I guess. Maybe you die to hold off the enemy with a machine gun and grenade, heroically. Maybe there’s a way you die that’s full of purpose, when you give the aircraft time to knock out the enemy, for example.

You could probably construct a scenario where it is plausible to say that this person’s death is meaningful.

I think about the guys who died in Iraq for – as far as I could tell – no reason. The war was illegal. For anything that happened in Iraq, there is no good reason that it happened, so it was for nothing.

With Afghanistan, it was a little bit different.

At least, when I was there, the thinking was that this is a nation-building mission. There is some type of logic behind it. It wasn’t Iraq, it wasn’t illegal. There was something about Afghanistan – a feeling that they had come after us. They had refused to give bin Laden back. So it felt like the Taliban had asked for it.

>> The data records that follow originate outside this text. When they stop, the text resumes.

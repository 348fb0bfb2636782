//! Metrics for the cleaning step
//!
//! Counters and histograms are recorded through the `metrics` facade. The
//! library never installs a recorder; when the host process has none the
//! calls are no-ops.

use std::fmt;

/// Enum representing all metric names used by the step
#[derive(Debug, Clone, Copy, PartialEq, Eq, Hash)]
pub enum MetricName {
    // Fetch metrics
    FetchSuccess,
    FetchError,
    FetchBytes,

    // Transform metrics
    TransformRowsRead,
    TransformRowsKept,
    TransformRowsDropped,
    TransformUnknownDates,

    // Publish metrics
    PublishSuccess,
    PublishError,
    PublishBytes,

    // Provenance metrics
    ProvenanceWritesSuccess,
    ProvenanceWritesError,

    // Run metrics
    RunsTotal,
    RunDuration,
}

impl MetricName {
    pub fn as_str(&self) -> &'static str {
        match self {
            MetricName::FetchSuccess => "basic_cleaning_fetch_success_total",
            MetricName::FetchError => "basic_cleaning_fetch_error_total",
            MetricName::FetchBytes => "basic_cleaning_fetch_bytes",

            MetricName::TransformRowsRead => "basic_cleaning_rows_read_total",
            MetricName::TransformRowsKept => "basic_cleaning_rows_kept_total",
            MetricName::TransformRowsDropped => "basic_cleaning_rows_dropped_total",
            MetricName::TransformUnknownDates => "basic_cleaning_dates_sentinel_total",

            MetricName::PublishSuccess => "basic_cleaning_artifacts_published_total",
            MetricName::PublishError => "basic_cleaning_publish_error_total",
            MetricName::PublishBytes => "basic_cleaning_publish_bytes",

            MetricName::ProvenanceWritesSuccess => "basic_cleaning_provenance_writes_success_total",
            MetricName::ProvenanceWritesError => "basic_cleaning_provenance_writes_error_total",

            MetricName::RunsTotal => "basic_cleaning_runs_total",
            MetricName::RunDuration => "basic_cleaning_run_duration_seconds",
        }
    }
}

impl fmt::Display for MetricName {
    fn fmt(&self, f: &mut fmt::Formatter<'_>) -> fmt::Result {
        f.write_str(self.as_str())
    }
}

// ============================================================================
// Store Metrics
// ============================================================================

pub mod store {
    use super::MetricName;

    pub fn fetch_success(bytes: usize) {
        ::metrics::counter!(MetricName::FetchSuccess.as_str()).increment(1);
        ::metrics::histogram!(MetricName::FetchBytes.as_str()).record(bytes as f64);
    }

    pub fn fetch_error(kind: &'static str) {
        ::metrics::counter!(MetricName::FetchError.as_str(), "kind" => kind).increment(1);
    }

    pub fn publish_success(bytes: usize) {
        ::metrics::counter!(MetricName::PublishSuccess.as_str()).increment(1);
        ::metrics::histogram!(MetricName::PublishBytes.as_str()).record(bytes as f64);
    }

    pub fn publish_error(kind: &'static str) {
        ::metrics::counter!(MetricName::PublishError.as_str(), "kind" => kind).increment(1);
    }
}

// ============================================================================
// Transform Metrics
// ============================================================================

pub mod transform {
    use super::MetricName;
    use crate::transform::TransformReport;

    /// Record the row-level outcome of one transform
    pub fn report(report: &TransformReport) {
        ::metrics::counter!(MetricName::TransformRowsRead.as_str()).increment(report.rows_in as u64);
        ::metrics::counter!(MetricName::TransformRowsKept.as_str()).increment(report.rows_kept as u64);
        ::metrics::counter!(MetricName::TransformRowsDropped.as_str(), "reason" => "missing_price")
            .increment(report.dropped_missing_price as u64);
        ::metrics::counter!(MetricName::TransformRowsDropped.as_str(), "reason" => "invalid_price")
            .increment(report.dropped_invalid_price as u64);
        ::metrics::counter!(MetricName::TransformRowsDropped.as_str(), "reason" => "out_of_range")
            .increment(report.dropped_out_of_range as u64);
        ::metrics::counter!(MetricName::TransformUnknownDates.as_str())
            .increment(report.unknown_dates as u64);
    }
}

// ============================================================================
// Provenance Metrics
// ============================================================================

pub mod provenance {
    use super::MetricName;

    pub fn write_success() {
        ::metrics::counter!(MetricName::ProvenanceWritesSuccess.as_str()).increment(1);
    }

    pub fn write_error() {
        ::metrics::counter!(MetricName::ProvenanceWritesError.as_str()).increment(1);
    }
}

// ============================================================================
// Run Metrics
// ============================================================================

pub mod run {
    use super::MetricName;

    /// Record a finished run; `outcome` is `complete` or an error kind
    pub fn finished(outcome: &'static str, duration_secs: f64) {
        ::metrics::counter!(MetricName::RunsTotal.as_str(), "outcome" => outcome).increment(1);
        ::metrics::histogram!(MetricName::RunDuration.as_str()).record(duration_secs);
    }
}
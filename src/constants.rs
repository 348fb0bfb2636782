/// Names and defaults shared across the step, the stores and the CLI

// Job identity recorded on every provenance record
pub const JOB_TYPE: &str = "basic_cleaning";

// Columns the transform depends on
pub const PRICE_COLUMN: &str = "price";
pub const LAST_REVIEW_COLUMN: &str = "last_review";

/// Rendered form of a `last_review` value that could not be parsed
pub const UNKNOWN_DATE: &str = "NaT";

// Artifact references
pub const LATEST_ALIAS: &str = "latest";
pub const REFERENCE_SEPARATOR: char = ':';
pub const CAS_PREFIX: &str = "cas:sha256:";

// File-backed store layout (relative to the data root)
pub const DEFAULT_DATA_ROOT: &str = "data";
pub const CAS_DIR: &str = "cas";
pub const ARTIFACTS_DIR: &str = "artifacts";
pub const VERSIONS_FILE: &str = "versions.ndjson";
pub const PROVENANCE_DIR: &str = "provenance";
pub const PROVENANCE_FILE: &str = "provenance.ndjson";

// Logging
pub const DEFAULT_LOG_DIR: &str = "logs";
pub const LOG_FILE_PREFIX: &str = "basic_cleaning.log";

// Configuration surface
pub const ENV_PREFIX: &str = "BASIC_CLEANING_";
pub const CONFIG_TABLE: &str = "cleaning";

/// The six options every run must resolve, in the order they are reported
pub const REQUIRED_OPTIONS: [&str; 6] = [
    "input_artifact",
    "output_artifact",
    "output_type",
    "output_description",
    "min_price",
    "max_price",
];
pub mod fs_artifact_store;
pub mod in_memory;
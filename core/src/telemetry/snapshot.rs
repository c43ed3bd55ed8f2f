//! telemetry/snapshot.rs
//! Immutable view of counters with derived ratios, for reporting.

use serde::{Deserialize, Serialize};

use crate::telemetry::counters::StreamCounters;
use crate::types::Direction;

#[derive(Debug, Clone, PartialEq, Serialize, Deserialize)]
pub struct CountersSnapshot {
    pub direction: String,
    pub calls: u64,
    pub bytes_in: u64,
    pub bytes_out: u64,
    pub buffer_grows: u64,
    pub peak_capacity: u64,
    pub frames_ended: u64,
    /// `bytes_out / bytes_in`, 0 when nothing was fed.
    pub ratio: f64,
    /// Average growths per call.
    pub grows_per_call: f64,
}

impl CountersSnapshot {
    pub fn from_counters(counters: &StreamCounters, direction: Direction) -> Self {
        let ratio = if counters.bytes_in > 0 {
            counters.bytes_out as f64 / counters.bytes_in as f64
        } else {
            0.0
        };
        let grows_per_call = if counters.calls > 0 {
            counters.buffer_grows as f64 / counters.calls as f64
        } else {
            0.0
        };
        Self {
            direction: direction.to_string(),
            calls: counters.calls,
            bytes_in: counters.bytes_in,
            bytes_out: counters.bytes_out,
            buffer_grows: counters.buffer_grows,
            peak_capacity: counters.peak_capacity,
            frames_ended: counters.frames_ended,
            ratio,
            grows_per_call,
        }
    }

    pub fn to_json(&self) -> serde_json::Result<String> {
        serde_json::to_string(self)
    }
}
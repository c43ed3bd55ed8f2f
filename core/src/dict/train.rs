//! dict/train.rs
//! Dictionary training, delegated to the engine's trainer.

use log::debug;

use crate::engine::EngineError;
use crate::types::{Result, ZstdError};

/// Train a dictionary of at most `max_size` bytes from `samples`.
///
/// The trainer needs a reasonable corpus (hundreds of samples); with too
/// little material the engine fails and the error is returned as is.
pub fn train<S: AsRef<[u8]>>(samples: &[S], max_size: usize) -> Result<Vec<u8>> {
    if samples.is_empty() {
        return Err(ZstdError::OutOfRange { what: "sample count", value: 0 });
    }
    if max_size == 0 {
        return Err(ZstdError::OutOfRange { what: "dictionary size", value: 0 });
    }

    let total: usize = samples.iter().map(|s| s.as_ref().len()).sum();
    let mut joined = Vec::new();
    joined.try_reserve_exact(total).map_err(|_| ZstdError::OutOfMemory)?;
    let mut sizes = Vec::with_capacity(samples.len());
    for s in samples {
        joined.extend_from_slice(s.as_ref());
        sizes.push(s.as_ref().len());
    }

    let mut dict = Vec::new();
    dict.try_reserve_exact(max_size).map_err(|_| ZstdError::OutOfMemory)?;
    zstd_safe::train_from_buffer(&mut dict, &joined, &sizes)
        .map_err(|code| ZstdError::Engine(EngineError::from_result(code)))?;

    debug!("trained {} byte dictionary from {} samples ({} bytes)", dict.len(), samples.len(), total);
    Ok(dict)
}
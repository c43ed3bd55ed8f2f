//! constants.rs
//! Crate-wide defaults and engine sentinels.

/// Module identity reported to host runtimes.
pub const MODNAME: &str = "zstd-handle";
pub const VERSION: &str = env!("CARGO_PKG_VERSION");

/// First destination capacity tried by the growable output protocol.
/// Deliberately small: most streaming calls produce little output and the
/// protocol doubles on demand.
pub const INITIAL_OUTPUT_CAPACITY: usize = 100;

/// Largest block the engine emits or accepts (128 KiB).
pub const BLOCK_SIZE_MAX: usize = 1 << 17;

/// Level used when the caller does not pass one. The engine maps 0 to its
/// own default level.
pub const DEFAULT_LEVEL: i32 = 0;

/// Frame header sentinels returned by the content-size probe.
pub const CONTENTSIZE_UNKNOWN: u64 = u64::MAX;
pub const CONTENTSIZE_ERROR: u64 = u64::MAX - 1;

/// Pledged source size meaning "unknown".
pub const PLEDGED_SIZE_UNKNOWN: i64 = -1;
//! ffi/dctx.rs

use std::sync::Arc;

use pyo3::prelude::*;
use pyo3::types::{PyBytes, PyDict};

use zstd_handle::{context::DecompressionContext, stream::StreamConfig, types::Direction};

use crate::ffi::dict::PyDecompressionDictionary;
use crate::ffi::errors::{data_result, to_py_err};
use crate::ffi::options;
use crate::ffi::stats::stats_dict;

#[pyclass(name = "DecompressionContext", module = "rust_zstd")]
pub struct PyDecompressionContext {
    inner: DecompressionContext,
}

#[pymethods]
impl PyDecompressionContext {
    #[new]
    #[pyo3(signature = (initial_capacity = None, max_capacity = None))]
    fn new(initial_capacity: Option<usize>, max_capacity: Option<usize>) -> PyResult<Self> {
        let config = StreamConfig::new(initial_capacity, max_capacity);
        let inner = DecompressionContext::with_config(config).map_err(to_py_err)?;
        Ok(Self { inner })
    }

    fn get_parameter(&self, name: &str) -> PyResult<i32> {
        self.inner.get_parameter(name).map_err(to_py_err)
    }

    fn set_parameter(&mut self, name: &str, value: i32) -> PyResult<()> {
        self.inner.set_parameter(name, value).map_err(to_py_err)
    }

    /// Pin `dictionary`; it stays usable here even after its handle is closed.
    fn ref_dictionary(&mut self, dictionary: PyRef<'_, PyDecompressionDictionary>) -> PyResult<()> {
        let dict = Arc::clone(dictionary.inner.get().map_err(to_py_err)?);
        self.inner.ref_dictionary(dict).map_err(to_py_err)
    }

    fn pinned_dictionary_id(&self) -> PyResult<Option<u32>> {
        self.inner.pinned_dictionary_id().map_err(to_py_err)
    }

    /// Returns `(bytes, is_end)`, or `(None, message)` on failure.
    fn decompress_stream(&mut self, py: Python<'_>, data: &[u8]) -> PyResult<PyObject> {
        let inner = &mut self.inner;
        let result = py.allow_threads(|| inner.decompress_stream(data));
        data_result(py, result, |(v, is_end)| {
            (PyBytes::new_bound(py, &v), is_end).into_py(py)
        })
    }

    #[pyo3(signature = (data, dictionary = None))]
    fn decompress_block(
        &mut self,
        py: Python<'_>,
        data: &[u8],
        dictionary: Option<PyRef<'_, PyDecompressionDictionary>>,
    ) -> PyResult<PyObject> {
        let dict = match &dictionary {
            Some(d) => Some(Arc::clone(d.inner.get().map_err(to_py_err)?)),
            None => None,
        };
        let result = self.inner.decompress_block(data, dict.as_deref());
        data_result(py, result, |v| PyBytes::new_bound(py, &v).into_any().unbind())
    }

    #[pyo3(signature = (mode = None))]
    fn reset(&mut self, mode: Option<&Bound<'_, PyAny>>) -> PyResult<()> {
        let mode = options::reset_mode(mode)?;
        self.inner.reset(mode).map_err(to_py_err)
    }

    fn stats<'py>(&self, py: Python<'py>) -> PyResult<Bound<'py, PyDict>> {
        stats_dict(py, self.inner.counters(), Direction::Decompress)
    }

    fn close(&mut self) -> bool {
        self.inner.close()
    }

    #[getter]
    fn closed(&self) -> bool {
        self.inner.is_closed()
    }

    fn __enter__(slf: PyRef<'_, Self>) -> PyRef<'_, Self> {
        slf
    }

    #[pyo3(signature = (_exc_type = None, _exc = None, _tb = None))]
    fn __exit__(
        &mut self,
        _exc_type: Option<&Bound<'_, PyAny>>,
        _exc: Option<&Bound<'_, PyAny>>,
        _tb: Option<&Bound<'_, PyAny>>,
    ) -> bool {
        self.inner.close();
        false
    }
}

A lot of money was being spent on Afghanistan. But very little has changed there, and those things that have changed seem disturbing.

It’s hard looking at Afghanistan and Iraq from the perspective of today and saying that it was necessary. All of the horrible things that were a direct result of Iraq, I don’t think any of this was necessary.

‘You have to make choices that are incompatible with civilisation’

When it came to transitioning to the civilian world, I think that I had the intuitive sense that it could take more time. I went back to school. I took a lot of time and space to read and talk to people.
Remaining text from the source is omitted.